Source records: Begin
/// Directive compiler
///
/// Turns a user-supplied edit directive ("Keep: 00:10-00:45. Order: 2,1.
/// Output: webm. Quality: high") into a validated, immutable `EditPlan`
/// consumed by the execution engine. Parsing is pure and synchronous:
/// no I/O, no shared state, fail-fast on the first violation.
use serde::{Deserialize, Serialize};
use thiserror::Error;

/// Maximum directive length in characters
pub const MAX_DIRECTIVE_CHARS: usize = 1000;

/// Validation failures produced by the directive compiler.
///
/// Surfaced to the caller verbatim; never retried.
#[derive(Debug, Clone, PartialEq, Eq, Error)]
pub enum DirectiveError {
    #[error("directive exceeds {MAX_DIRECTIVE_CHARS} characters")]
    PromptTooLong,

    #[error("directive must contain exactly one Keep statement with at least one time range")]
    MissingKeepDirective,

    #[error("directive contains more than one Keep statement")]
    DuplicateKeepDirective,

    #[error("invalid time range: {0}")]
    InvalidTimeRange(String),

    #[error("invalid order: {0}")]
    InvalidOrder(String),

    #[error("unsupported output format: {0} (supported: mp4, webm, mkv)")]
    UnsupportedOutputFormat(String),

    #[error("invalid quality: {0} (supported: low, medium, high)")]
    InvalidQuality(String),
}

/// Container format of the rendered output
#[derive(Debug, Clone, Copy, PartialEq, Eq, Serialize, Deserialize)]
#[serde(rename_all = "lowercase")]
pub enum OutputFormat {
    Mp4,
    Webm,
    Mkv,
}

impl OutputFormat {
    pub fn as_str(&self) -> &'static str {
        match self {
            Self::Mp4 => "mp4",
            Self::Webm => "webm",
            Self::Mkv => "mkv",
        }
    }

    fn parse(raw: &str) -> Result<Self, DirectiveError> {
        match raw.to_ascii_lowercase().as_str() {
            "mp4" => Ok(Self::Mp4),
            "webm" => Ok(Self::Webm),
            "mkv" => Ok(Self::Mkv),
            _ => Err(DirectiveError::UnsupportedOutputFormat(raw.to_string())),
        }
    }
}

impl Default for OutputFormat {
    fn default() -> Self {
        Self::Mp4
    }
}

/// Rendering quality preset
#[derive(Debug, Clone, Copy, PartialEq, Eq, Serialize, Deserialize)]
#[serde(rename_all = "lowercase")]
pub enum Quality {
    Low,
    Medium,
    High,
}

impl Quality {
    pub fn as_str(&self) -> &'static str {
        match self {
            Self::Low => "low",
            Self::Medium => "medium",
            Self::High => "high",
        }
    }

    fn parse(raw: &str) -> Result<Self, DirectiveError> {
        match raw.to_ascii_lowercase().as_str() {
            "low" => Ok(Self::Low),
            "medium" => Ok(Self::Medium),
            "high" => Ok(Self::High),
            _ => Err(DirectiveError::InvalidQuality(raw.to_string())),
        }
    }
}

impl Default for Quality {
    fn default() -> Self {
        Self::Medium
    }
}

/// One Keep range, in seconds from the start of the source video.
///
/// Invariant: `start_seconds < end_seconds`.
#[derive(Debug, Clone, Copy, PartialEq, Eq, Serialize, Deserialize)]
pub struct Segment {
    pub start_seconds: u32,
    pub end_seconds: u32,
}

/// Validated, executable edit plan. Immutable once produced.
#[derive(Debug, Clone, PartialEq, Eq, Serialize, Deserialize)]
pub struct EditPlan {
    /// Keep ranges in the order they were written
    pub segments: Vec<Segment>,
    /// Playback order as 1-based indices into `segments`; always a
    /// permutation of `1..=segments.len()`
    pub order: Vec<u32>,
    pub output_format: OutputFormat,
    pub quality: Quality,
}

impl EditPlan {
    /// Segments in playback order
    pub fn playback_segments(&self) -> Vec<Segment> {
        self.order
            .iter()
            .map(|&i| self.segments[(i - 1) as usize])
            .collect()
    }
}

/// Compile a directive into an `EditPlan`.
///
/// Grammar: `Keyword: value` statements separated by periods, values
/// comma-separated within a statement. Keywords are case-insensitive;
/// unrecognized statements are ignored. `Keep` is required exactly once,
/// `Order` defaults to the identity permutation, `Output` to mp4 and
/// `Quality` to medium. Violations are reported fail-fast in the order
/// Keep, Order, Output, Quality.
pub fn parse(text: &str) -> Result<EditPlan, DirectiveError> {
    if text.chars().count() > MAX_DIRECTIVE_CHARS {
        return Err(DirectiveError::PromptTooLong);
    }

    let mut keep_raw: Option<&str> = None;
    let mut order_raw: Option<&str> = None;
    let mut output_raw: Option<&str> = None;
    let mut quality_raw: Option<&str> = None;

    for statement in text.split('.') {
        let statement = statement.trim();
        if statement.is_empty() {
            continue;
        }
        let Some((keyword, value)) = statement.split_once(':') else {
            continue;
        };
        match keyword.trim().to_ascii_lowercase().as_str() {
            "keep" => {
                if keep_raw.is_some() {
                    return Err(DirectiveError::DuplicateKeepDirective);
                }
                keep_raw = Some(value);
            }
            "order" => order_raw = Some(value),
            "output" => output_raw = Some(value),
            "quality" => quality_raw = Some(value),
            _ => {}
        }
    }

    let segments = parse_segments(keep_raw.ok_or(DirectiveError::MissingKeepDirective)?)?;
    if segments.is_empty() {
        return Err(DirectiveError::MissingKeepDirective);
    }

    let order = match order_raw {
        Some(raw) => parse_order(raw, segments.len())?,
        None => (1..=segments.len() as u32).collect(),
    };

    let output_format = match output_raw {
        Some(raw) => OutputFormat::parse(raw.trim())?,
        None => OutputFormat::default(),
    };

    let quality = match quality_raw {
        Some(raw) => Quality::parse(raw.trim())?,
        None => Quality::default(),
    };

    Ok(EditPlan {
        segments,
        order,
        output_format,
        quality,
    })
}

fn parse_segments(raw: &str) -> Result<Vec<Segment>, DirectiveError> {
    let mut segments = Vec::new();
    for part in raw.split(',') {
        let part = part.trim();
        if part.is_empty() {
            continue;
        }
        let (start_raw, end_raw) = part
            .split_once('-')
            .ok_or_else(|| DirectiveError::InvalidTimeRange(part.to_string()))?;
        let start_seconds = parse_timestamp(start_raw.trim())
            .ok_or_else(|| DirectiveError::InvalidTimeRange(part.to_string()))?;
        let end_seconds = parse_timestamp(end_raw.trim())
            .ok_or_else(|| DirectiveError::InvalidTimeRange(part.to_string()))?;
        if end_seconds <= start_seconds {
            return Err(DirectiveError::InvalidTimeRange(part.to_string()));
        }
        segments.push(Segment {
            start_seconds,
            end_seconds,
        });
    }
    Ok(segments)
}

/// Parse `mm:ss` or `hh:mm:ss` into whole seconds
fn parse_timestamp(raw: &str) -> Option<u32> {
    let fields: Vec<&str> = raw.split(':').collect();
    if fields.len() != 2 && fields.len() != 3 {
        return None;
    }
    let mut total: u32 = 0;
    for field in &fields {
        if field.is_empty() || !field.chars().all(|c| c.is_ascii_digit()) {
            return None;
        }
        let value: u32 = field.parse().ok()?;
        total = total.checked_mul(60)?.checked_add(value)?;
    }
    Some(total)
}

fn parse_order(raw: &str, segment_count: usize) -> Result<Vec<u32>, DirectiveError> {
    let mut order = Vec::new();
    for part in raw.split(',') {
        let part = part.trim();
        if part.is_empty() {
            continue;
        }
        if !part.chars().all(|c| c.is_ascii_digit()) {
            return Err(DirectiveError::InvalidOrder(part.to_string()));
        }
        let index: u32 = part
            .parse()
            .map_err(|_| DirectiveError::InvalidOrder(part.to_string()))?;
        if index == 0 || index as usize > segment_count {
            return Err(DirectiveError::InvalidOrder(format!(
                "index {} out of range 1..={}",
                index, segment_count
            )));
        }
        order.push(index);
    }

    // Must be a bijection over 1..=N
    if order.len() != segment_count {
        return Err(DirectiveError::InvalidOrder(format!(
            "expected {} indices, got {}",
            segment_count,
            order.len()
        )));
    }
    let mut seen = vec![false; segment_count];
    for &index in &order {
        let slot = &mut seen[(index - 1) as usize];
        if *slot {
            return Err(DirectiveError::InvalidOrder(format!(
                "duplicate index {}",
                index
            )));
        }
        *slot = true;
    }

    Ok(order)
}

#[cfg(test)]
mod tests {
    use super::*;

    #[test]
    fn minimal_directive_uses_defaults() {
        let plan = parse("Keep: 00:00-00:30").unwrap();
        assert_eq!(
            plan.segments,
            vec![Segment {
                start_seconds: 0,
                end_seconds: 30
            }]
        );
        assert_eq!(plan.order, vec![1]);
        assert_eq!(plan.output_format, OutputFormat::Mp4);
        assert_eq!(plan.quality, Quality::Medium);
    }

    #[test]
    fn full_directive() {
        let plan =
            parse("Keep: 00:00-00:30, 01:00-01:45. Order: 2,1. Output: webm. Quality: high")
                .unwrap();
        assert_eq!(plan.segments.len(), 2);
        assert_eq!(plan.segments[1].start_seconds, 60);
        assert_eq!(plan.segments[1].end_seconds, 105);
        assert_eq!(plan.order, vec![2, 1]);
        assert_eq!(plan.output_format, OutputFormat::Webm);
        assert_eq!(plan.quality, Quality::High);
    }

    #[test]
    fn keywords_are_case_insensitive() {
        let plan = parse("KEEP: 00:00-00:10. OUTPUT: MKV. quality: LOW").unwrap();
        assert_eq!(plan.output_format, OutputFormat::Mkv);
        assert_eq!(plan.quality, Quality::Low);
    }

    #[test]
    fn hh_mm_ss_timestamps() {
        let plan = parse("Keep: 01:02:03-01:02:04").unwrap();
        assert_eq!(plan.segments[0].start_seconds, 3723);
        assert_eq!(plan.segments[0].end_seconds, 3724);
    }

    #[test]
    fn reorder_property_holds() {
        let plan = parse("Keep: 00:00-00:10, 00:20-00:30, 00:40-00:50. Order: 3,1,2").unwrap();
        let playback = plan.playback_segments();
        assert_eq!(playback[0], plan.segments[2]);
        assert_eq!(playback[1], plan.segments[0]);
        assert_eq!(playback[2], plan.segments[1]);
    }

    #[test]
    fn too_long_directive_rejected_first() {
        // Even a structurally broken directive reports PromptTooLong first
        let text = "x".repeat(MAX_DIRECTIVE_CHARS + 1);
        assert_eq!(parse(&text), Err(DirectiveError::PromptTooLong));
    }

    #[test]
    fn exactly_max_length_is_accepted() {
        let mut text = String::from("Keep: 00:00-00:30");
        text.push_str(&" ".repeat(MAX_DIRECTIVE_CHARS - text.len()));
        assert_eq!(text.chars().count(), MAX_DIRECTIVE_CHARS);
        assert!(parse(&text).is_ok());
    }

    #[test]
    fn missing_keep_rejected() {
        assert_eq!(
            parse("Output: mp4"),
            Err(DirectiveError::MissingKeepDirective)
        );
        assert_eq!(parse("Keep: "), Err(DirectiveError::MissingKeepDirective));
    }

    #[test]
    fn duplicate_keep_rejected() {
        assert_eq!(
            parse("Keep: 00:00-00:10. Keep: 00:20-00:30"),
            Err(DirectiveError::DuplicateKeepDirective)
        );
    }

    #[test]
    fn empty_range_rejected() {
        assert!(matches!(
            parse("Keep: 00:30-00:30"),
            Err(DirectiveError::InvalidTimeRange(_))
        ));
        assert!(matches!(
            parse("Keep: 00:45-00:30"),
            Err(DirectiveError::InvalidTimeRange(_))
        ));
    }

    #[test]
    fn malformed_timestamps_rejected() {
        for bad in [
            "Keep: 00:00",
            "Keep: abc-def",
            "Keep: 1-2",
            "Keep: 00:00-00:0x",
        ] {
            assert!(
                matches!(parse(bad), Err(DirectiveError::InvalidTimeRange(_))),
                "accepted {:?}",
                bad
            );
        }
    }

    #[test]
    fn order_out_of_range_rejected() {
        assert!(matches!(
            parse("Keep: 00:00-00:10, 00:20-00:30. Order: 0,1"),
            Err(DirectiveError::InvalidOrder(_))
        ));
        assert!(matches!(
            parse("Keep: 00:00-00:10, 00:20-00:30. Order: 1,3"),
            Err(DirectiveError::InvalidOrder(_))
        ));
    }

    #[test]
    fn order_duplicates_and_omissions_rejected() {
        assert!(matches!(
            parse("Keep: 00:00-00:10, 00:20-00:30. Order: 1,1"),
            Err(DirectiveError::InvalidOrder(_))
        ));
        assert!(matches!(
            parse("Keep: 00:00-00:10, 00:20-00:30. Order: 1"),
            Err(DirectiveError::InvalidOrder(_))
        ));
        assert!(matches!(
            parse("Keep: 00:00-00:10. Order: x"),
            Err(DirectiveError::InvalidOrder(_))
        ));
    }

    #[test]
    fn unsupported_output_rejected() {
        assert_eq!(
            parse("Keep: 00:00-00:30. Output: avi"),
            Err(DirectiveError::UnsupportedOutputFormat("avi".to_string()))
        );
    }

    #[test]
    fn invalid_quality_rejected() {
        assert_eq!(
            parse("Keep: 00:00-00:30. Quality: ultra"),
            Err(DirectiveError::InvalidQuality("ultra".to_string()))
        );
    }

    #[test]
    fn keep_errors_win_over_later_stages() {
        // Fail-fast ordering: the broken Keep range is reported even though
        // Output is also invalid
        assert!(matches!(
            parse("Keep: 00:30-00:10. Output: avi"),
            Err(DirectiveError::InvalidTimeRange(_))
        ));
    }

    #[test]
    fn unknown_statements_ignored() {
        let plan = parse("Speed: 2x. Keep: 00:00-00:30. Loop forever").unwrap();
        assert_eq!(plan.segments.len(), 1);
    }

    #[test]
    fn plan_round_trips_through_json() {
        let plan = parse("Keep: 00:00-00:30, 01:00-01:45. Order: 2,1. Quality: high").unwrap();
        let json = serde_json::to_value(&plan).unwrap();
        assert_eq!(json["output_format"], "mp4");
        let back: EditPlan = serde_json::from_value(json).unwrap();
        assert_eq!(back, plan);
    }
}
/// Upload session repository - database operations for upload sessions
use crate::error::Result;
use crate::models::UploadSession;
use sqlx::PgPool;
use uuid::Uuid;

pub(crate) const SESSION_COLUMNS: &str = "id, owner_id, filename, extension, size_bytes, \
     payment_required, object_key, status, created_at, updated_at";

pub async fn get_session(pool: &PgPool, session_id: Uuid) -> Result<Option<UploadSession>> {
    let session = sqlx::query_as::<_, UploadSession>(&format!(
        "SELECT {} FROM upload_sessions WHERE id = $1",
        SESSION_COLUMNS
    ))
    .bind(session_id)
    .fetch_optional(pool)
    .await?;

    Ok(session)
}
Source records: End
§ Problem
Throughout the data above, copy all lines where the word "fields" is found.

§ Answer to this problem
    let fields: Vec<&str> = raw.split(':').collect();
    if fields.len() != 2 && fields.len() != 3 {
    for field in &fields {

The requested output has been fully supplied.